──────── PROVIDED ENTRIES ────────
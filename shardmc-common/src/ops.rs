//! # Operation Table
//!
//! Purpose: Map a command identifier ("set", "setq", "cas", "incrementq", ...)
//! to its wire behavior on both protocols.
//!
//! ## Notes
//! - `opcode` is only meaningful to the binary codec; the text codec uses
//!   `command` and `quiet`.
//! - `cas` shares the `set` opcode; the binary codec carries the token in the
//!   header instead of a separate command.
//! - Commands outside this table (append, prepend, stat, flush, ...) are
//!   rejected with `OperationNotSupported`.

/// Static descriptor for one command variant.
#[derive(Debug, Clone, Copy, PartialEq, Eq)]
pub struct Operation {
    /// Binary protocol opcode.
    pub opcode: u8,
    /// Text protocol command word.
    pub command: &'static str,
    /// No-reply variant: the caller does not wait for a response.
    pub quiet: bool,
    /// The binary response echoes the key.
    pub with_key: bool,
}

impl Operation {
    const fn new(opcode: u8, command: &'static str, quiet: bool, with_key: bool) -> Self {
        Operation {
            opcode,
            command,
            quiet,
            with_key,
        }
    }

    /// True for commands that carry a value body (set, add, replace, cas).
    pub fn is_store(&self) -> bool {
        matches!(self.command, "set" | "add" | "replace" | "cas")
    }

    /// True for incr/decr.
    pub fn is_arithmetic(&self) -> bool {
        matches!(self.command, "incr" | "decr")
    }
}

pub const GET: Operation = Operation::new(0x00, "get", false, false);
pub const SET: Operation = Operation::new(0x01, "set", false, false);
pub const ADD: Operation = Operation::new(0x02, "add", false, false);
pub const REPLACE: Operation = Operation::new(0x03, "replace", false, false);
pub const DELETE: Operation = Operation::new(0x04, "delete", false, false);
pub const INCREMENT: Operation = Operation::new(0x05, "incr", false, false);
pub const DECREMENT: Operation = Operation::new(0x06, "decr", false, false);
pub const GETQ: Operation = Operation::new(0x09, "get", true, false);
pub const GETK: Operation = Operation::new(0x0c, "get", false, true);
pub const GETKQ: Operation = Operation::new(0x0d, "get", true, true);
pub const SETQ: Operation = Operation::new(0x11, "set", true, false);
pub const ADDQ: Operation = Operation::new(0x12, "add", true, false);
pub const REPLACEQ: Operation = Operation::new(0x13, "replace", true, false);
pub const DELETEQ: Operation = Operation::new(0x14, "delete", true, false);
pub const INCREMENTQ: Operation = Operation::new(0x15, "incr", true, false);
pub const DECREMENTQ: Operation = Operation::new(0x16, "decr", true, false);
pub const CAS: Operation = Operation::new(0x01, "cas", false, false);

static OPERATIONS: [(&str, Operation); 17] = [
    ("get", GET),
    ("set", SET),
    ("add", ADD),
    ("replace", REPLACE),
    ("delete", DELETE),
    ("increment", INCREMENT),
    ("decrement", DECREMENT),
    ("getq", GETQ),
    ("getk", GETK),
    ("getkq", GETKQ),
    ("setq", SETQ),
    ("addq", ADDQ),
    ("replaceq", REPLACEQ),
    ("deleteq", DELETEQ),
    ("incrementq", INCREMENTQ),
    ("decrementq", DECREMENTQ),
    ("cas", CAS),
];

/// Looks up a command identifier. Returns `None` for unsupported commands.
pub fn lookup(name: &str) -> Option<&'static Operation> {
    OPERATIONS
        .iter()
        .find(|(candidate, _)| *candidate == name)
        .map(|(_, op)| op)
}
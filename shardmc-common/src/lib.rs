// shardmc-common - Shared data model and error taxonomy for the shardmc client
//
// This crate is pure data: items, the operation table, key validation and errors.
// Nothing here touches the network.

pub mod error;
pub mod item;
pub mod key;
pub mod ops;

// Re-export for convenience
pub use error::*;
pub use item::*;
pub use key::*;
pub use ops::*;
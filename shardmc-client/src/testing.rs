//! In-memory transport for unit tests.

use std::io::{self, Cursor, Read, Write};
use std::sync::atomic::{AtomicUsize, Ordering};
use std::sync::Arc;
use std::time::Duration;

use parking_lot::Mutex;

use crate::pool::{Connection, Transport};

/// Duplex stream: reads come from a scripted buffer, writes are captured.
pub(crate) struct MockStream {
    input: Cursor<Vec<u8>>,
    output: Arc<Mutex<Vec<u8>>>,
    closed: Option<Arc<AtomicUsize>>,
}

impl MockStream {
    pub(crate) fn new(input: impl Into<Vec<u8>>) -> Self {
        MockStream {
            input: Cursor::new(input.into()),
            output: Arc::new(Mutex::new(Vec::new())),
            closed: None,
        }
    }

    pub(crate) fn with_close_counter(mut self, closed: Arc<AtomicUsize>) -> Self {
        self.closed = Some(closed);
        self
    }

    pub(crate) fn output(&self) -> Arc<Mutex<Vec<u8>>> {
        self.output.clone()
    }
}

impl Read for MockStream {
    fn read(&mut self, buf: &mut [u8]) -> io::Result<usize> {
        self.input.read(buf)
    }
}

impl Write for MockStream {
    fn write(&mut self, buf: &[u8]) -> io::Result<usize> {
        self.output.lock().extend_from_slice(buf);
        Ok(buf.len())
    }

    fn flush(&mut self) -> io::Result<()> {
        Ok(())
    }
}

impl Transport for MockStream {
    fn set_timeout(&self, _timeout: Option<Duration>) -> io::Result<()> {
        Ok(())
    }
}

impl Drop for MockStream {
    fn drop(&mut self) {
        if let Some(closed) = &self.closed {
            closed.fetch_add(1, Ordering::SeqCst);
        }
    }
}

/// Builds a connection over scripted server bytes and returns the write capture.
pub(crate) fn scripted(input: impl Into<Vec<u8>>) -> (Connection<MockStream>, Arc<Mutex<Vec<u8>>>) {
    let stream = MockStream::new(input);
    let output = stream.output();
    (Connection::new(stream), output)
}
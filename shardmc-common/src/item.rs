//! # Cache Item
//!
//! A stored cache entry as seen by the client. Callers build one before a
//! store; codecs fill one in on fetch (value, flags and cas, with the key
//! echoed back). It is a plain value and is never owned by a pool or codec.

use bytes::Bytes;

/// Cache entry exchanged with the server.
#[derive(Debug, Clone, Default, PartialEq, Eq)]
pub struct Item {
    /// Key, validated by the facade before any network access.
    pub key: String,
    /// Raw value bytes. For incr/decr this holds the ASCII decimal delta.
    pub value: Bytes,
    /// Expiration in seconds (or a unix timestamp, server semantics); 0 never expires.
    pub expiration: u32,
    /// Opaque client flags stored alongside the value.
    pub flags: u32,
    /// CAS token; 0 means "no token".
    pub cas: u64,
}

impl Item {
    /// Creates an item with zero flags, expiration and cas.
    pub fn new(key: impl Into<String>, value: impl Into<Bytes>) -> Self {
        Item {
            key: key.into(),
            value: value.into(),
            ..Item::default()
        }
    }

    /// Sets the client flags.
    pub fn with_flags(mut self, flags: u32) -> Self {
        self.flags = flags;
        self
    }

    /// Sets the expiration.
    pub fn with_expiration(mut self, expiration: u32) -> Self {
        self.expiration = expiration;
        self
    }

    /// Sets the CAS token used by conditional stores.
    pub fn with_cas(mut self, cas: u64) -> Self {
        self.cas = cas;
        self
    }
}
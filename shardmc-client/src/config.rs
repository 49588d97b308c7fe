//! Client configuration.
//!
//! Durations are carried as integer milliseconds so the struct round-trips
//! through any serde format unchanged.

use std::fmt;
use std::str::FromStr;
use std::time::Duration;

use serde::{Deserialize, Serialize};

use shardmc_common::{McError, McResult};

use crate::pool::PoolConfig;

pub const DEFAULT_MAX_IDLE_CONNS: usize = 10;
pub const DEFAULT_MAX_ACTIVE_CONNS: usize = 20;
pub const DEFAULT_IDLE_TIMEOUT: Duration = Duration::from_secs(60);
pub const DEFAULT_SOCKET_TIMEOUT: Duration = Duration::from_millis(100);

/// Wire protocol spoken to every server.
#[derive(Debug, Clone, Copy, Default, PartialEq, Eq, Hash, Serialize, Deserialize)]
#[serde(rename_all = "lowercase")]
pub enum ProtocolKind {
    #[default]
    Text,
    Binary,
}

impl ProtocolKind {
    pub fn as_str(&self) -> &'static str {
        match self {
            ProtocolKind::Text => "text",
            ProtocolKind::Binary => "binary",
        }
    }
}

impl fmt::Display for ProtocolKind {
    fn fmt(&self, f: &mut fmt::Formatter<'_>) -> fmt::Result {
        f.write_str(self.as_str())
    }
}

impl FromStr for ProtocolKind {
    type Err = McError;

    fn from_str(s: &str) -> McResult<Self> {
        match s {
            "text" => Ok(ProtocolKind::Text),
            "binary" => Ok(ProtocolKind::Binary),
            other => Err(McError::InvalidConfig(format!(
                "unknown protocol {other:?}, expected \"text\" or \"binary\""
            ))),
        }
    }
}

/// Configuration for the client and its per-shard pools.
#[derive(Debug, Clone, PartialEq, Eq, Serialize, Deserialize)]
pub struct ClientConfig {
    /// Server addresses in shard order, e.g. "127.0.0.1:11211".
    #[serde(default)]
    pub servers: Vec<String>,

    /// Idle connections kept per shard.
    #[serde(default = "default_max_idle_conns")]
    pub max_idle_conns: usize,

    /// Connections checked out at once per shard.
    #[serde(default = "default_max_active_conns")]
    pub max_active_conns: usize,

    /// Idle connections older than this are closed instead of reused.
    #[serde(default = "default_idle_timeout_ms")]
    pub idle_timeout_ms: u64,

    /// Read/write deadline applied on every checkout.
    #[serde(default = "default_socket_timeout_ms")]
    pub socket_timeout_ms: u64,

    /// Dial deadline. Unset means the OS default.
    #[serde(default, skip_serializing_if = "Option::is_none")]
    pub connect_timeout_ms: Option<u64>,

    /// Send `set` and `delete` as quiet commands.
    #[serde(default = "default_noreply")]
    pub noreply: bool,

    #[serde(default)]
    pub protocol: ProtocolKind,
}

impl Default for ClientConfig {
    fn default() -> Self {
        Self {
            servers: Vec::new(),
            max_idle_conns: default_max_idle_conns(),
            max_active_conns: default_max_active_conns(),
            idle_timeout_ms: default_idle_timeout_ms(),
            socket_timeout_ms: default_socket_timeout_ms(),
            connect_timeout_ms: None,
            noreply: default_noreply(),
            protocol: ProtocolKind::default(),
        }
    }
}

impl ClientConfig {
    /// Default configuration for `servers`.
    pub fn new<I, S>(servers: I) -> Self
    where
        I: IntoIterator<Item = S>,
        S: Into<String>,
    {
        ClientConfig {
            servers: servers.into_iter().map(Into::into).collect(),
            ..ClientConfig::default()
        }
    }

    pub fn idle_timeout(&self) -> Duration {
        Duration::from_millis(self.idle_timeout_ms)
    }

    pub fn socket_timeout(&self) -> Duration {
        Duration::from_millis(self.socket_timeout_ms)
    }

    pub fn connect_timeout(&self) -> Option<Duration> {
        self.connect_timeout_ms.map(Duration::from_millis)
    }

    /// Rejects configurations no pool can run with.
    pub fn validate(&self) -> McResult<()> {
        if self.servers.is_empty() {
            return Err(McError::InvalidConfig("at least one server is required".into()));
        }
        if let Some(addr) = self.servers.iter().find(|addr| addr.trim().is_empty()) {
            return Err(McError::InvalidConfig(format!("empty server address {addr:?}")));
        }
        if self.max_active_conns == 0 {
            return Err(McError::InvalidConfig("max_active_conns must be positive".into()));
        }
        if self.connect_timeout_ms == Some(0) {
            return Err(McError::InvalidConfig("connect_timeout_ms must be positive".into()));
        }
        Ok(())
    }

    /// Per-shard pool settings, with the idle timeout floored at the socket timeout.
    pub fn pool_config(&self) -> PoolConfig {
        PoolConfig {
            max_idle_conns: self.max_idle_conns,
            max_active_conns: self.max_active_conns,
            idle_timeout: self.idle_timeout(),
            socket_timeout: self.socket_timeout(),
        }
        .normalized()
    }
}

fn default_max_idle_conns() -> usize {
    DEFAULT_MAX_IDLE_CONNS
}

fn default_max_active_conns() -> usize {
    DEFAULT_MAX_ACTIVE_CONNS
}

fn default_idle_timeout_ms() -> u64 {
    DEFAULT_IDLE_TIMEOUT.as_millis() as u64
}

fn default_socket_timeout_ms() -> u64 {
    DEFAULT_SOCKET_TIMEOUT.as_millis() as u64
}

fn default_noreply() -> bool {
    true
}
────────
§ TASK BRIEF
Repeat, character for character, the lines of the material above from the line with "one command variant." through the line with "pub const REPLACE: Operation".

§ ANSWER BOX
/// Static descriptor for one command variant.
#[derive(Debug, Clone, Copy, PartialEq, Eq)]
pub struct Operation {
    /// Binary protocol opcode.
    pub opcode: u8,
    /// Text protocol command word.
    pub command: &'static str,
    /// No-reply variant: the caller does not wait for a response.
    pub quiet: bool,
    /// The binary response echoes the key.
    pub with_key: bool,
}

impl Operation {
    const fn new(opcode: u8, command: &'static str, quiet: bool, with_key: bool) -> Self {
        Operation {
            opcode,
            command,
            quiet,
            with_key,
        }
    }

    /// True for commands that carry a value body (set, add, replace, cas).
    pub fn is_store(&self) -> bool {
        matches!(self.command, "set" | "add" | "replace" | "cas")
    }

    /// True for incr/decr.
    pub fn is_arithmetic(&self) -> bool {
        matches!(self.command, "incr" | "decr")
    }
}

pub const GET: Operation = Operation::new(0x00, "get", false, false);
pub const SET: Operation = Operation::new(0x01, "set", false, false);
pub const ADD: Operation = Operation::new(0x02, "add", false, false);
pub const REPLACE: Operation = Operation::new(0x03, "replace", false, false);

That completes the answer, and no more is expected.